Ob nun der statische oder dynamische Zugang (Echtzeit-3D-Führung) besser abschneidet, werden erst künftige Studien zeigen. Bisher konnten in wenigen Untersuchungen für beide Varianten ähnliche Erfolge/Misserfolge berichtet werden. Hierbei können Fehler vor allem bei der Kalibrierung sowie bei der Umwandlung von Daten aus dem klinischen Bereich in die digitale Plattform (vom Patienten zur Software) und umgekehrt, die Rückübertragung von der digitalen Planung auf die physische Umgebung des Mundes des Patienten (Software zum Patienten) auftreten.
Wenn Bohrschablonen verwendet werden, können diese auch zu Abweichungen von der digitalen Planung während der Implantation führen.
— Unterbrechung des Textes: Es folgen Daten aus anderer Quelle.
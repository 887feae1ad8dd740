//! The `nxsds` binary end to end.

use nxsds_cli::test_utils::{BackendEnvironment, DataSourceFixture};
use predicates::prelude::*;
use serde_json::json;

use crate::common::{nxsds, nxsds_json};

#[test]
fn components_tree_is_default() {
    let env = BackendEnvironment::with_beamline().unwrap();
    let value = nxsds_json(&env, &["components", "mca"]);

    assert_eq!(
        value,
        json!({
            "mca": {
                "mca_data": [["INIT", "TANGO", "haso.desy.de:10000/p09/mca/exp.01/Data", "NX_FLOAT", [34]]]
            }
        })
    );
}

#[test]
fn components_flat_filtered_by_kind() {
    let env = BackendEnvironment::with_beamline().unwrap();
    let value = nxsds_json(&env, &["components", "pilatus", "--flat", "--kind", "CLIENT"]);

    let records = value.as_array().unwrap();
    assert_eq!(records.len(), 2);
    assert_eq!(records[0]["name"], "__unnamed__1");
    assert_eq!(records[0]["shape"], json!([195, "$datasources.roi_size"]));
    assert_eq!(records[1]["name"], "roi_size");
    assert_eq!(records[1]["strategy"], "CONFIG");
    assert!(records.iter().all(|r| r["component"] == "pilatus"));
}

#[test]
fn unknown_component_names_are_ignored() {
    let env = BackendEnvironment::with_beamline().unwrap();
    assert_eq!(nxsds_json(&env, &["components", "nothing-here"]), json!({}));
    assert_eq!(nxsds_json(&env, &["components", "nothing-here", "--flat"]), json!([]));
}

#[test]
fn variables_flag_substitutes_documents() {
    let env = BackendEnvironment::with_beamline().unwrap();
    nxsds(&env)
        .args(["components", "mca", "--variables", r#"{"serialno": 3}"#])
        .assert()
        .success()
        .stdout(predicate::str::contains("mca_data"));
}

#[test]
fn missing_variable_reports_suggestion() {
    let env = BackendEnvironment::with_beamline().unwrap();
    nxsds(&env)
        .args(["components", "mca", "--variables", "{}"])
        .assert()
        .failure()
        .stderr(predicate::str::contains("serialno"))
        .stderr(predicate::str::contains("--variables"));
}

#[test]
fn invalid_variables_json_fails() {
    let env = BackendEnvironment::with_beamline().unwrap();
    nxsds(&env)
        .args(["components", "--variables", "[1, 2]"])
        .assert()
        .failure()
        .stderr(predicate::str::contains("Invalid variables"));
}

#[test]
fn datasources_yaml() {
    let env = BackendEnvironment::with_beamline().unwrap();
    env.add_data_source(&DataSourceFixture::client("title", "exp_title")).unwrap();

    nxsds(&env)
        .args(["datasources", "--format", "yaml", "--kind", "CLIENT"])
        .assert()
        .success()
        .stdout(predicate::str::contains("title:"))
        .stdout(predicate::str::contains("exp_title"))
        .stdout(predicate::str::contains("gap").not());
}

#[test]
fn available_names() {
    let env = BackendEnvironment::with_beamline().unwrap();
    assert_eq!(nxsds_json(&env, &["available", "datasources"]), json!(["gap"]));
}

#[test]
fn nonexistent_backend_dir_fails() {
    let env = BackendEnvironment::new().unwrap();
    let mut cmd = nxsds(&env);
    cmd.args(["--backend-dir", "/definitely/not/here", "available", "components"])
        .assert()
        .failure()
        .stderr(predicate::str::contains("not a directory"));
}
Dies kann z.B. durch Bewegungen der Bohrschablone während des Eingriffs geschehen oder durch eine dicke Schleimhautsituation, die sich auch allein durch die Gabe der Lokalanästhesie verändern kann.
Nach derzeitiger Evidenz lässt sich über den digitalen Workflow folgendes zusammenfassen:
• bei Einzelimplantaten haben monolithische Versorgungen hohe Erfolgs- und Überlebensraten
• es gibt derzeit noch Abweichungen und Fehler bei der Verwendung computergesteuerter Implantatsysteme
• die klinischen Anforderungen an den Chirurgen sind bei der geführten Implantation nicht geringer einzustufen
• die Genauigkeit beim Zusammenführen von Datensätzen ist kritisch.
Wenn mögliche Prozessfehler berücksichtigt werden, kann durch den digitalen Workflow ein präzises, stabiles und dauerhaftes Ergebnis erzielt werden.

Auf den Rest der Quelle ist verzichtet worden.